The official languages of the United Nations are the six languages that are used in UN meetings and in which all official UN documents are written. In the six languages, four are the official language or national language of permanent members in the Security Council, while the remaining two are used due to the large number of their speakers. In alphabetical order of the Latin alphabet, they are:
 Arabic (Modern Standard Arabic) – official or national language of several countries in the Middle East and North Africa, and used in the Arab world.
 Chinese (Mandarin Chinese in simplified Chinese characters) – official language of the People's Republic of China.
 English – majority and de facto official language of the United Kingdom, the United States and Australia, and majority (de jure) official language of Canada and New Zealand. It is also the most popular language, the most popular lingua franca, and a majority and/or official language in several other countries and territories.
 French – official language of France. It is also official in Belgium, Switzerland, Canada, and several countries in Africa.
 Russian – official language of the Russian Federation. It is also used in several post-Soviet states.
 Spanish – official or national language in 18 countries and one territory in the Americas (mostly Latin America or Hispanic America), Spain, and Equatorial Guinea.

Description
These languages are used at meetings of various UN organs, particularly the General Assembly (Article 51 of its Rules of Procedure), the Economic and Social Council and the Security Council (Article 41 of its Rules of Procedure). Each representative of a country may speak in any one of these six languages or may speak in any language and provide interpretation into one of the six official languages. The UN provides simultaneous interpretation from the official language into the other five official languages, via the United Nations Interpretation Service.

The six official languages are also used for the dissemination of official documents. Generally, the texts in each of the six languages are equally authoritative. Most UN councils use all six languages as official and working languages; however, as of 2019 the United Nations Secretariat uses only two working languages: English and French.

The six official languages spoken at the UN are the first or second language of 2.8 billion people on the planet, less than half of the world population. The six languages are official languages in almost two-thirds of United Nations member states (over 120 states).

History
In 1920, the League of Nations was one of the first international institutions to promote the concept of international official languages to foster communication and spur global diplomacy in the aftermath of the brutality of World War I. The League of Nations selected English, French, and Spanish as official languages with English and French being the working languages. English and French were chosen due to the global reach of the British Empire and the French Empire. Spanish was selected due to the large number of first-language speakers in Latin America and the former Spanish Empire. There was an effort to select Esperanto as an additional language of the League but that was rejected.

In the 1940s, as the conclusion of World War II was nearing, the Allies held a multitude of conferences, including the London Declaration, the Arcadia Conference, the Cairo Conference, the Tehran Conference, the Yalta Conference and the Potsdam Conference. These conferences were meant to coordinate and plan the post-war world, including how to promote world peace in the aftermath of the war, how to facilitate of global communication through an international auxiliary language (such as Esperanto) or an existing group of languages, and how handle the decolonization of Africa and Asia. Additionally, these conferences led to the establishment of the United Nations as the successor of the League of Nations.

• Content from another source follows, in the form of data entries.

#[derive(clap::Args, Debug)]
struct RecordingArgs {
    /// Channel number or call sign
    channel: String,
    /// Minutes to record
    #[arg(short, long)]
    duration: Option<u32>,
    /// Container format (mp4, mkv, ...)
    #[arg(long)]
    format: Option<String>,
    /// Encoder quality, 0-51
    #[arg(long)]
    crf: Option<u8>,
    /// Encoder preset
    #[arg(long)]
    preset: Option<String>,
}

impl RecordingArgs {
    fn into_recording(self, defaults: &RecordingDefaults) -> ManualRecording {
        ManualRecording {
            channel: self.channel,
            duration: self.duration.unwrap_or(defaults.duration),
            format: self.format.unwrap_or_else(|| defaults.format.clone()),
            crf: self.crf.unwrap_or(defaults.crf),
            preset: self.preset.unwrap_or_else(|| defaults.preset.clone()),
        }
    }
}

/// Initialize the terminal for TUI rendering.
fn init_terminal() -> io::Result<Terminal<CrosstermBackend<io::Stdout>>> {
    enable_raw_mode()?;
    execute!(stdout(), EnterAlternateScreen)?;
    let backend = CrosstermBackend::new(stdout());
    Terminal::new(backend)
}

/// Restore the terminal to its original state.
fn restore_terminal() -> io::Result<()> {
    disable_raw_mode()?;
    execute!(stdout(), LeaveAlternateScreen)?;
    Ok(())
}

/// Path of the log file used while the console owns the terminal.
fn log_file_path() -> Option<PathBuf> {
    dirs::data_local_dir().map(|d| d.join("dvr-console").join("dvr-console.log"))
}

fn init_logging(level: u8, to_file: bool) {
    let log_level = match level {
        0 => log::LevelFilter::Error,
        1 => log::LevelFilter::Warn,
        2 => log::LevelFilter::Info,
        3 => log::LevelFilter::Debug,
        _ => log::LevelFilter::Trace,
    };

    let mut builder = env_logger::Builder::new();
    builder
        .filter_level(log_level)
        .format_timestamp(None)
        .format_target(false);

    if to_file {
        // Log lines on stderr would corrupt the alternate screen
        let file = log_file_path().and_then(|path| {
            let parent = path.parent()?;
            fs::create_dir_all(parent).ok()?;
            OpenOptions::new().create(true).append(true).open(path).ok()
        });
        match file {
            Some(file) => {
                builder.target(env_logger::Target::Pipe(Box::new(file)));
            }
            None => {
                builder.filter_level(log::LevelFilter::Off);
            }
        }
    }

    builder.init();
    debug!("Log level set to {:?}", log_level);
}

fn load_config(args: &Args) -> Config {
    let loaded = match &args.config {
        Some(path) => Config::load_from(path),
        None => Config::load(),
    };
    let mut config = loaded.unwrap_or_else(|e| {
        warn!("Failed to load config: {}. Using defaults.", e);
        Config::new()
    });

    if let Some(server) = &args.server {
        config.server_url = server.clone();
    }
    config
}

/// Print the outcome of a one-shot command, exiting non-zero on failure.
fn report<T>(outcome: Result<T, AppError>, print: impl FnOnce(T)) {
    match outcome {
        Ok(value) => print(value),
        Err(e) => {
            eprintln!("{}", e);
            std::process::exit(1);
        }
    }
}

#[tokio::main]
async fn main() -> Result<(), Box<dyn std::error::Error>> {
    let args = Args::parse();

    let interactive = matches!(args.command, None | Some(Commands::Tui));
    init_logging(args.log, interactive);

    let config = load_config(&args);
    let transport = HttpTransport::new(&config.server_url)?;
    info!("Using server {}", transport.base_url());

    let api = ConsoleApi::new(transport.clone());

    match args.command {
        None | Some(Commands::Tui) => run_tui(config, transport).await?,
        Some(Commands::Send { text }) => {
            let dispatcher = CommandDispatcher::new(transport);
            report(dispatcher.send(&text.join(" ")).await, |result| {
                for line in result_lines(&result) {
                    println!("{}", line);
                }
                let mut store = CandidateStore::new();
                if store.replace(&result) {
                    for line in candidate_lines(&snapshot(&store, chrono::Utc::now())) {
                        println!("{}", line);
                    }
                }
            });
        }
        Some(Commands::Wol { mac }) => {
            let Some(mac) = mac.or(config.wol_mac.clone()) else {
                eprintln!("No MAC address given and no wol_mac in config");
                std::process::exit(1);
            };
            report(api.wake(&mac).await, |msg| println!("{}", msg));
        }
        Some(Commands::RecordNow(recording)) => {
            let recording = recording.into_recording(&config.recording);
            report(api.record_now(&recording).await, |msg| println!("{}", msg));
        }
        Some(Commands::Stop) => report(api.stop_recording().await, |msg| println!("{}", msg)),
        Some(Commands::Schedule {
            recording,
            time,
            days,
        }) => {
            let request = ScheduleRequest {
                recording: recording.into_recording(&config.recording),
                time,
                days,
            };
            report(api.schedule(request).await, |msg| println!("{}", msg));
        }
        Some(Commands::Rules) => report(api.recurring_rules().await, |rules| {
            for line in rule_lines(&rules) {
                println!("{}", line);
            }
        }),
        Some(Commands::Recordings) => report(api.recent_recordings().await, |items| {
            for line in recording_list_lines(&items) {
                println!("{}", line);
            }
        }),
        Some(Commands::Cancel { index }) => {
            report(api.cancel_recording(index).await, |msg| println!("{}", msg))
        }
        Some(Commands::CancelRule { id }) => {
            let outcome = match RuleId::parse(&id) {
                Ok(rule) => api.cancel_recurring(&rule).await,
                Err(e) => Err(e),
            };
            report(outcome, |msg| println!("{}", msg));
        }
        Some(Commands::SkipNext { id }) => {
            let outcome = match RuleId::parse(&id) {
                Ok(rule) => api.cancel_next_episode(&rule).await,
                Err(e) => Err(e),
            };
            report(outcome, |msg| println!("{}", msg));
        }
        Some(Commands::Progress) => report(api.progress().await, |text| println!("{}", text)),
        Some(Commands::Categorize) => report(api.auto_categorize().await, |outcome| {
            println!("{}", outcome.message);
            if !outcome.success {
                std::process::exit(1);
            }
        }),
        Some(Commands::InitConfig) => {
            let path = match &args.config {
                Some(path) => {
                    if !path.exists() {
                        Config::new().save_to(path)?;
                    }
                    path.clone()
                }
                None => Config::create_default_if_missing()?,
            };
            println!("Config file: {}", path.display());
        }
    }

    Ok(())
}

/// Clients shared by the request tasks.
#[derive(Clone)]
struct Services {
    dispatcher: CommandDispatcher<HttpTransport>,
    bulk: BulkActionExecutor<HttpTransport>,
    api: ConsoleApi<HttpTransport>,
    wol_mac: Option<String>,
}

In 1945, this culminated in the Charter of the UN, its constituent document signed at the San Francisco Conference, which did not expressly provide for official languages. The Charter was initially enacted in five languages (Chinese, English, French, Russian, and Spanish). The United Nations selected these original five languages because in addition to being utilized by the League of Nations, they were also the de facto official languages of the major Allied nations, including the Big Four: the British Empire, the United States, the Soviet Union and the Republic of China plus French which was the language of France and the French colonies. These nations: the UK, the US, the USSR, Republic of China, and France, became the five Permanent Members of the UN Security Council. Unofficially, the UN held its operations in English and French; however, the Charter provided (in Article 111) that the five languages be equally authoritative.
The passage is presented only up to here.